Every contract made or performed in California is said to include an implied-in-law covenant of good faith and fair dealing, by which each party to the contract agrees to act in good faith and deal fairly with the other. This has been construed to mean that one party to a contract should not try in bad faith to cheat the other party of the benefit of the bargain made by the contract.
Inevitable Complications and Controversies
While most exchanges are performed without incident, not all of them are, as we all know. This is true even in the simplest of matters (e.g., the sale of a cup of coffee) and is even more likely in a complicated transaction (e.g., the financing, delivery, and insurance of commercial aircraft for an overseas company over a thirty-year term).
Let us take a simple example first. I will list only a few of the problems that might arise from a simple contract for a one-time sale of a single box of tomatoes. If you offer to give me $10 for a carton of tomatoes that I have sitting on a table behind me, and if I agree to accept it as payment in full for the tomatoes, we have made an oral contract that we can perform on the spot: You hand me the $10 bill, and I give you the carton. Nothing more simple or straightforward, right? But what if you discover that my tomatoes were too ripe when you bought them, and that they all go rotten within two hours of the purchase? What if I take your $10 bill, but then refuse to give the box of tomatoes, telling you to “beat it, scram, or else you’ll get hurt!” What happens if your $10 bill turns out to be counterfeit, or if you take the tomatoes but refuse to pay, or pay with a check that you later cancel or that is returned unpaid by the bank? What if the carton breaks while you are carrying it, and all the tomatoes fall to the ground and are ruined? What if you needed these tomatoes for the dinner you meant to make for your boss, who, in disappointment, decides not to give you the promotion he had earlier discussed with you? My point is only that problems can and often do arise in even the simplest, easiest exchanges.

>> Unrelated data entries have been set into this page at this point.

use std::fmt;

/// Keyboard key identifier.
///
/// Only keys the viewer binds are named; the rest map to `Key::Unknown` with
/// the platform code.
#[derive(Debug, Copy, Clone, Eq, PartialEq, Hash)]
pub enum Key {
    Escape,
    Enter,
    Space,
    Home,

    ArrowUp,
    ArrowDown,
    ArrowLeft,
    ArrowRight,

    Shift,
    Control,
    Alt,
    Meta,

    /// `=` / `+` on the main row or the keypad plus.
    Plus,
    /// `-` on the main row or the keypad minus.
    Minus,

    Digit0,
    R,
    Q,

    Unknown(u32),
}

impl fmt::Display for Key {
    fn fmt(&self, f: &mut fmt::Formatter<'_>) -> fmt::Result {
        write!(f, "{:?}", self)
    }
}

#[derive(Debug, Copy, Clone, Eq, PartialEq)]
pub enum KeyState {
    Pressed,
    Released,
}

#[derive(Debug, Copy, Clone, Eq, PartialEq, Hash)]
pub enum MouseButton {
    Left,
    Right,
    Middle,
    Back,
    Forward,
    Other(u16),
}

#[derive(Debug, Copy, Clone, Eq, PartialEq)]
pub enum MouseButtonState {
    Pressed,
    Released,
}

/// Modifier keys state.
#[derive(Debug, Copy, Clone, Default, Eq, PartialEq)]
pub struct Modifiers {
    pub shift: bool,
    pub ctrl: bool,
    pub alt: bool,
    pub meta: bool,
}

impl Modifiers {
    pub fn any(&self) -> bool {
        self.shift || self.ctrl || self.alt || self.meta
    }
}

/// Mouse wheel delta.
///
/// `Line` is notched-wheel input; `Pixel` is high precision (touchpads).
#[derive(Debug, Copy, Clone, PartialEq)]
pub enum MouseWheelDelta {
    Line { x: f32, y: f32 },
    Pixel { x: f32, y: f32 },
}

impl MouseWheelDelta {
    /// Logical pixels counted as one wheel line.
    pub const PIXELS_PER_LINE: f32 = 40.0;

    /// Vertical scroll in lines; positive scrolls up (away from the user).
    pub fn lines_y(self) -> f32 {
        match self {
            MouseWheelDelta::Line { y, .. } => y,
            MouseWheelDelta::Pixel { y, .. } => y / Self::PIXELS_PER_LINE,
        }
    }
}

/// Pointer move event in logical pixels.
#[derive(Debug, Copy, Clone, PartialEq)]
pub struct PointerMoveEvent {
    pub x: f32,
    pub y: f32,
}

/// Pointer button event, carrying the pointer position at the time of the press.
#[derive(Debug, Copy, Clone, PartialEq)]
pub struct PointerButtonEvent {
    pub button: MouseButton,
    pub state: MouseButtonState,
    pub x: f32,
    pub y: f32,
    pub modifiers: Modifiers,
}

/// Platform-agnostic input events emitted by the runtime.
#[derive(Debug, Clone, PartialEq)]
pub enum InputEvent {
    ModifiersChanged(Modifiers),

    Key {
        key: Key,
        state: KeyState,
        modifiers: Modifiers,
        /// Stable platform code when available.
        code: u32,
        repeat: bool,
    },

    PointerMoved(PointerMoveEvent),
    PointerButton(PointerButtonEvent),

    MouseWheel {
        delta: MouseWheelDelta,
        modifiers: Modifiers,
    },

    /// Pointer left the window surface.
    PointerLeft,

    Focused(bool),
}
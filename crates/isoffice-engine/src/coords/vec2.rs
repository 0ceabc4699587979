use core::ops::{Add, AddAssign, Div, Mul, Neg, Sub};

/// 2D vector in logical pixels.
#[derive(Debug, Copy, Clone, Default, PartialEq)]
pub struct Vec2 {
    pub x: f32,
    pub y: f32,
}

impl Vec2 {
    #[inline]
    pub const fn new(x: f32, y: f32) -> Self {
        Self { x, y }
    }

    #[inline]
    pub const fn zero() -> Self {
        Self { x: 0.0, y: 0.0 }
    }

    #[inline]
    pub fn is_finite(self) -> bool {
        self.x.is_finite() && self.y.is_finite()
    }

    #[inline]
    pub fn length(self) -> f32 {
        self.x.hypot(self.y)
    }
}

impl Add for Vec2 {
    type Output = Vec2;
    #[inline]
    fn add(self, rhs: Vec2) -> Vec2 {
        Vec2::new(self.x + rhs.x, self.y + rhs.y)
    }
}

impl AddAssign for Vec2 {
    #[inline]
    fn add_assign(&mut self, rhs: Vec2) {
        self.x += rhs.x;
        self.y += rhs.y;
    }
}

impl Sub for Vec2 {
    type Output = Vec2;
    #[inline]
    fn sub(self, rhs: Vec2) -> Vec2 {
        Vec2::new(self.x - rhs.x, self.y - rhs.y)
    }
}

impl Neg for Vec2 {
    type Output = Vec2;
    #[inline]
    fn neg(self) -> Vec2 {
        Vec2::new(-self.x, -self.y)
    }
}

impl Mul<f32> for Vec2 {
    type Output = Vec2;
    #[inline]
    fn mul(self, rhs: f32) -> Vec2 {
        Vec2::new(self.x * rhs, self.y * rhs)
    }
}

impl Div<f32> for Vec2 {
    type Output = Vec2;
    #[inline]
    fn div(self, rhs: f32) -> Vec2 {
        Vec2::new(self.x / rhs, self.y / rhs)
    }
}

#[cfg(test)]
mod tests {
    use super::*;

    #[test]
    fn length_of_3_4_is_5() {
        assert_eq!(Vec2::new(3.0, -4.0).length(), 5.0);
    }
}
use std::collections::HashSet;

use super::types::{InputEvent, Key, MouseButton};

/// Per-frame input deltas.
///
/// `InputState` holds what is currently down; `InputFrame` holds what changed
/// since the last presented frame.
#[derive(Debug, Default)]
pub struct InputFrame {
    /// Raw events in arrival order.
    pub events: Vec<InputEvent>,

    pub keys_pressed: HashSet<Key>,
    pub keys_released: HashSet<Key>,
    pub buttons_pressed: HashSet<MouseButton>,
    pub buttons_released: HashSet<MouseButton>,

    /// Pointer movement accumulated this frame, logical px.
    pub pointer_delta: (f32, f32),
}

impl InputFrame {
    pub fn clear(&mut self) {
        self.events.clear();
        self.keys_pressed.clear();
        self.keys_released.clear();
        self.buttons_pressed.clear();
        self.buttons_released.clear();
        self.pointer_delta = (0.0, 0.0);
    }

    pub fn push_event(&mut self, ev: InputEvent) {
        self.events.push(ev);
    }

    #[inline]
    pub fn key_pressed(&self, key: Key) -> bool {
        self.keys_pressed.contains(&key)
    }
}
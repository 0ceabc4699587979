//! Paint model shared between the scene and the renderer.
//!
//! Colors are linear premultiplied alpha. Geometry types remain in `coords`.

pub mod color;

pub use color::Color;
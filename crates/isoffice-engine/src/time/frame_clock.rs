use std::time::{Duration, Instant};

/// Frame timing snapshot.
#[derive(Debug, Copy, Clone)]
pub struct FrameTime {
    /// Seconds since the previous tick, clamped.
    pub dt: f32,
    pub now: Instant,
    /// Monotonic frame counter.
    pub frame_index: u64,
}

/// Frame clock producing `FrameTime` snapshots.
///
/// Delta time is clamped so a stalled or minimised window does not hand a
/// multi-second step to the scene.
#[derive(Debug, Clone)]
pub struct FrameClock {
    last: Instant,
    frame_index: u64,
    dt_min: Duration,
    dt_max: Duration,
}

impl FrameClock {
    pub fn new() -> Self {
        Self::with_clamps(Duration::from_micros(100), Duration::from_millis(250))
    }

    pub fn with_clamps(dt_min: Duration, dt_max: Duration) -> Self {
        debug_assert!(dt_min <= dt_max);
        Self {
            last: Instant::now(),
            frame_index: 0,
            dt_min,
            dt_max,
        }
    }

    /// Resets the baseline, e.g. after the window was hidden.
    pub fn reset(&mut self) {
        self.last = Instant::now();
    }

    pub fn tick(&mut self) -> FrameTime {
        self.tick_at(Instant::now())
    }

    fn tick_at(&mut self, now: Instant) -> FrameTime {
        let dt = now
            .saturating_duration_since(self.last)
            .clamp(self.dt_min, self.dt_max);
        self.last = now;

        let ft = FrameTime {
            dt: dt.as_secs_f32(),
            now,
            frame_index: self.frame_index,
        };
        self.frame_index = self.frame_index.wrapping_add(1);
        ft
    }
}

impl Default for FrameClock {
    fn default() -> Self {
        Self::new()
    }
}
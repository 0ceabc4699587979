use anyhow::Result;
use winit::dpi::LogicalSize;

use isoffice_engine::core::{App as EngineApp, AppControl, FrameCtx, WindowCtx};
use isoffice_engine::device::GpuInit;
use isoffice_engine::input::Key;
use isoffice_engine::render::MeshRenderer;
use isoffice_engine::window::{CursorIcon, Runtime, RuntimeConfig};

use crate::config::OfficeConfig;
use crate::office::{OfficeScene, SceneError};
use crate::session::{OfficeSession, ReadyCallback};

// ── Application ───────────────────────────────────────────────────────────

/// Top-level office viewer builder.
///
/// Configure the window and the office, queue work for when the scene is
/// ready, then hand control to the event loop with [`run`](Self::run).
///
/// ```rust,ignore
/// Application::new()
///     .title("Office")
///     .size(1280.0, 720.0)
///     .on_ready(|scene| scene.zoom_in())
///     .run()?;
/// ```
pub struct Application {
    title:  String,
    width:  f64,
    height: f64,
    config: OfficeConfig,
    gpu:    GpuInit,
    ready:  Vec<ReadyCallback>,
}

impl Application {
    pub fn new() -> Self {
        Self {
            title:  "isoffice".to_string(),
            width:  1280.0,
            height: 720.0,
            config: OfficeConfig::default(),
            gpu:    GpuInit::default(),
            ready:  Vec::new(),
        }
    }

    /// Set the window title.
    pub fn title(mut self, t: impl Into<String>) -> Self {
        self.title = t.into();
        self
    }

    /// Set the initial window size in logical pixels.
    pub fn size(mut self, width: f64, height: f64) -> Self {
        self.width  = width;
        self.height = height;
        self
    }

    /// Replace the office layout, palette and camera limits.
    pub fn config(mut self, config: OfficeConfig) -> Self {
        self.config = config;
        self
    }

    /// Set the starting (and reset) zoom.
    pub fn zoom(mut self, zoom: f32) -> Self {
        self.config.camera.default_zoom = zoom;
        self
    }

    pub fn gpu(mut self, gpu: GpuInit) -> Self {
        self.gpu = gpu;
        self
    }

    /// Run `f` once the scene has been built for the window.
    pub fn on_ready<F>(mut self, f: F) -> Self
    where
        F: FnOnce(&mut OfficeScene) + 'static,
    {
        self.ready.push(Box::new(f));
        self
    }

    /// Opens the window and blocks until it closes.
    ///
    /// An invalid configuration fails before any window is created.
    pub fn run(self) -> Result<()> {
        self.config.validate().map_err(SceneError::from)?;

        let config = RuntimeConfig {
            title:        self.title,
            initial_size: LogicalSize::new(self.width, self.height),
            gpu:          self.gpu,
        };

        let mut session = OfficeSession::new(self.config);
        for f in self.ready {
            session.on_ready(f);
        }

        let app = Runtime::run(config, OfficeApp::new(session))?;
        match app.error {
            Some(e) => Err(e.into()),
            None => Ok(()),
        }
    }
}

impl Default for Application {
    fn default() -> Self {
        Self::new()
    }
}

// ── OfficeApp ─────────────────────────────────────────────────────────────

/// Engine-facing side of [`Application`].
struct OfficeApp {
    session:  OfficeSession,
    renderer: MeshRenderer,
    /// Scene creation failure, reported once the loop has exited.
    error:    Option<SceneError>,
    grabbing: bool,
}

impl OfficeApp {
    fn new(session: OfficeSession) -> Self {
        Self {
            session,
            renderer: MeshRenderer::new(),
            error:    None,
            grabbing: false,
        }
    }

    fn update_cursor(&mut self, window: &WindowCtx<'_>) {
        let dragging = self.session.scene().is_some_and(OfficeScene::is_dragging);
        if dragging != self.grabbing {
            self.grabbing = dragging;
            window.set_cursor(if dragging { CursorIcon::Grabbing } else { CursorIcon::Default });
        }
    }
}

impl EngineApp for OfficeApp {
    fn on_start(&mut self, window: &WindowCtx<'_>) {
        if let Err(e) = self.session.attach(window.viewport()) {
            log::error!("failed to build office scene: {e}");
            self.error = Some(e);
        }
    }

    fn on_frame(&mut self, ctx: &mut FrameCtx<'_, '_>) -> AppControl {
        if self.error.is_some() {
            return AppControl::Exit;
        }
        if ctx.input_frame.key_pressed(Key::Escape) || ctx.input_frame.key_pressed(Key::Q) {
            return AppControl::Exit;
        }

        self.session.resize(ctx.window.viewport());
        self.session.handle_input(ctx.input, ctx.input_frame);
        self.session.update(ctx.time.dt);
        self.update_cursor(&ctx.window);

        let Some(scene) = self.session.scene_mut() else {
            return AppControl::Continue;
        };

        let clear    = scene.background();
        let view     = scene.view();
        let dl       = scene.draw_list();
        let renderer = &mut self.renderer;

        let control = ctx.render(clear, |rctx, target| {
            renderer.render(rctx, target, dl, view);
        });

        log::trace!("frame {}: {} triangles", ctx.time.frame_index, renderer.last_triangle_count());
        control
    }

    fn on_exit(&mut self) {
        self.session.destroy();
    }
}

In more complicated transactions, the possible difficulties are varied and sometimes difficult for the parties even to envision at the outset, much less address in an intelligent, orderly manner. Let’s consider one such example. Suppose a large American company makes a contract with a large foreign company by which it becomes obliged to design, deliver, and insure an entire generation of commercial aircraft over a thirty-year period. The possible complications might take me literally years to ponder, list, analyze, and explain. It could take a decade or longer for feuding teams of lawyers in several countries to sort out the possible complications that might arise.
To avoid such controversy, which results in burdensome attorney’s fees and an equally burdensome devotion of attention and effort that could be better employed in more constructive endeavors, it is necessary to have a proper contract in place at the outset: If the exchange is to be done on the spot and simultaneously, a written contract need not be used, but the parties should either reasonably trust one another’s good faith or have an exact understanding of the exchange before they undertake it. If the exchange cannot be performed in full on the spot, there should be a written contract to state the parties’ obligations and the essential terms of the exchange. A good written contract will also address at least the most likely complications that might arise, assigning responsibility for any such complication to a specific party in a specified manner.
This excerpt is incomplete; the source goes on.